> **Try it**
Everything from the first line of the material below through the line containing "use ts_rs::TS;" must be retyped exactly, and nothing past it.
╔══
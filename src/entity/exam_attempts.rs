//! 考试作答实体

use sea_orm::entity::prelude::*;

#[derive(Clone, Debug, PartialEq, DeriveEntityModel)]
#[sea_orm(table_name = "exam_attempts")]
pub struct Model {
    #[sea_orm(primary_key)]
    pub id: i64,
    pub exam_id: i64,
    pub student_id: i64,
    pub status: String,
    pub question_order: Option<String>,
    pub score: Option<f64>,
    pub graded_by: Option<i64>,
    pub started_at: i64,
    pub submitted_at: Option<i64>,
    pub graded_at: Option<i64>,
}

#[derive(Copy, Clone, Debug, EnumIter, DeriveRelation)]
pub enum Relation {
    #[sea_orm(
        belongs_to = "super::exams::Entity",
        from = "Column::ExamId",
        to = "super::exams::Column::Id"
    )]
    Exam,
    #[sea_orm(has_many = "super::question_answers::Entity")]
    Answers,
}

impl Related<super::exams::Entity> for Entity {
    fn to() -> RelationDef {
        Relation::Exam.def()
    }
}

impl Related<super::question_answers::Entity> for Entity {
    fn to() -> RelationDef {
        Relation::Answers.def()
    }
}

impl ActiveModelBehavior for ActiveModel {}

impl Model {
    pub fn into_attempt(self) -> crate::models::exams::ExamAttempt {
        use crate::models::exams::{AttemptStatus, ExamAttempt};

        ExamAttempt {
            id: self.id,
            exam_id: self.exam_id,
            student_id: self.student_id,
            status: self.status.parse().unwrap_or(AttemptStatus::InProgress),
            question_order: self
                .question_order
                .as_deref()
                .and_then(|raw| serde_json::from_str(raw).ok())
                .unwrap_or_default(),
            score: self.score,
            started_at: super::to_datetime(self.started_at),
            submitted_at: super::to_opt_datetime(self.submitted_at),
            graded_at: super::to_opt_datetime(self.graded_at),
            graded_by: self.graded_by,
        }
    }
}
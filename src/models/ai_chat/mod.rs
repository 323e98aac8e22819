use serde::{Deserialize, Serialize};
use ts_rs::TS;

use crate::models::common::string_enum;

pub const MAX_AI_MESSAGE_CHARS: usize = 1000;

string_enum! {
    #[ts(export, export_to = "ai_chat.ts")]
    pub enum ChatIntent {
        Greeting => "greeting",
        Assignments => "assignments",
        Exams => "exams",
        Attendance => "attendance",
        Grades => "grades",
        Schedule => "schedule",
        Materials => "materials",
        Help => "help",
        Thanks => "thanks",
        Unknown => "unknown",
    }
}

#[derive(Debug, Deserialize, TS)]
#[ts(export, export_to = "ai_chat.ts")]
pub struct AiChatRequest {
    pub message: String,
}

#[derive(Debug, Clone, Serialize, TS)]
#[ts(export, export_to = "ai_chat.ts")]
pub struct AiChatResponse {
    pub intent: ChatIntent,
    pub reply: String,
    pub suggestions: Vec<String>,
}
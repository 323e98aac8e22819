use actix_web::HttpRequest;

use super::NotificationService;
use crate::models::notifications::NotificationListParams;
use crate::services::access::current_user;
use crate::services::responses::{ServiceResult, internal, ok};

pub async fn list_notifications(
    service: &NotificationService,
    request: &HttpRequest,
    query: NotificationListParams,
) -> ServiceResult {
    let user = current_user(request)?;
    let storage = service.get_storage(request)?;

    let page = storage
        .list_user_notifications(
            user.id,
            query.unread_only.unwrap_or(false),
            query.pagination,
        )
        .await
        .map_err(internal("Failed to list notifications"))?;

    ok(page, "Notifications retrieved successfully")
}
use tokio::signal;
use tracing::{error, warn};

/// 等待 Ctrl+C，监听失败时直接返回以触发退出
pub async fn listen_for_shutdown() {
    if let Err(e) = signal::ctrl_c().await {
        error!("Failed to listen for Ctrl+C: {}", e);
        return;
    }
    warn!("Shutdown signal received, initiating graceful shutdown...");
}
╚══
> **Written solution**
filename src/entity/exam_attempts.rs
//! 考试作答实体

use sea_orm::entity::prelude::*;

#[derive(Clone, Debug, PartialEq, DeriveEntityModel)]
#[sea_orm(table_name = "exam_attempts")]
pub struct Model {
    #[sea_orm(primary_key)]
    pub id: i64,
    pub exam_id: i64,
    pub student_id: i64,
    pub status: String,
    pub question_order: Option<String>,
    pub score: Option<f64>,
    pub graded_by: Option<i64>,
    pub started_at: i64,
    pub submitted_at: Option<i64>,
    pub graded_at: Option<i64>,
}

#[derive(Copy, Clone, Debug, EnumIter, DeriveRelation)]
pub enum Relation {
    #[sea_orm(
        belongs_to = "super::exams::Entity",
        from = "Column::ExamId",
        to = "super::exams::Column::Id"
    )]
    Exam,
    #[sea_orm(has_many = "super::question_answers::Entity")]
    Answers,
}

impl Related<super::exams::Entity> for Entity {
    fn to() -> RelationDef {
        Relation::Exam.def()
    }
}

impl Related<super::question_answers::Entity> for Entity {
    fn to() -> RelationDef {
        Relation::Answers.def()
    }
}

impl ActiveModelBehavior for ActiveModel {}

impl Model {
    pub fn into_attempt(self) -> crate::models::exams::ExamAttempt {
        use crate::models::exams::{AttemptStatus, ExamAttempt};

        ExamAttempt {
            id: self.id,
            exam_id: self.exam_id,
            student_id: self.student_id,
            status: self.status.parse().unwrap_or(AttemptStatus::InProgress),
            question_order: self
                .question_order
                .as_deref()
                .and_then(|raw| serde_json::from_str(raw).ok())
                .unwrap_or_default(),
            score: self.score,
            started_at: super::to_datetime(self.started_at),
            submitted_at: super::to_opt_datetime(self.submitted_at),
            graded_at: super::to_opt_datetime(self.graded_at),
            graded_by: self.graded_by,
        }
    }
}
filename src/models/ai_chat/mod.rs
repository 323e98aac8e22819
use serde::{Deserialize, Serialize};
use ts_rs::TS;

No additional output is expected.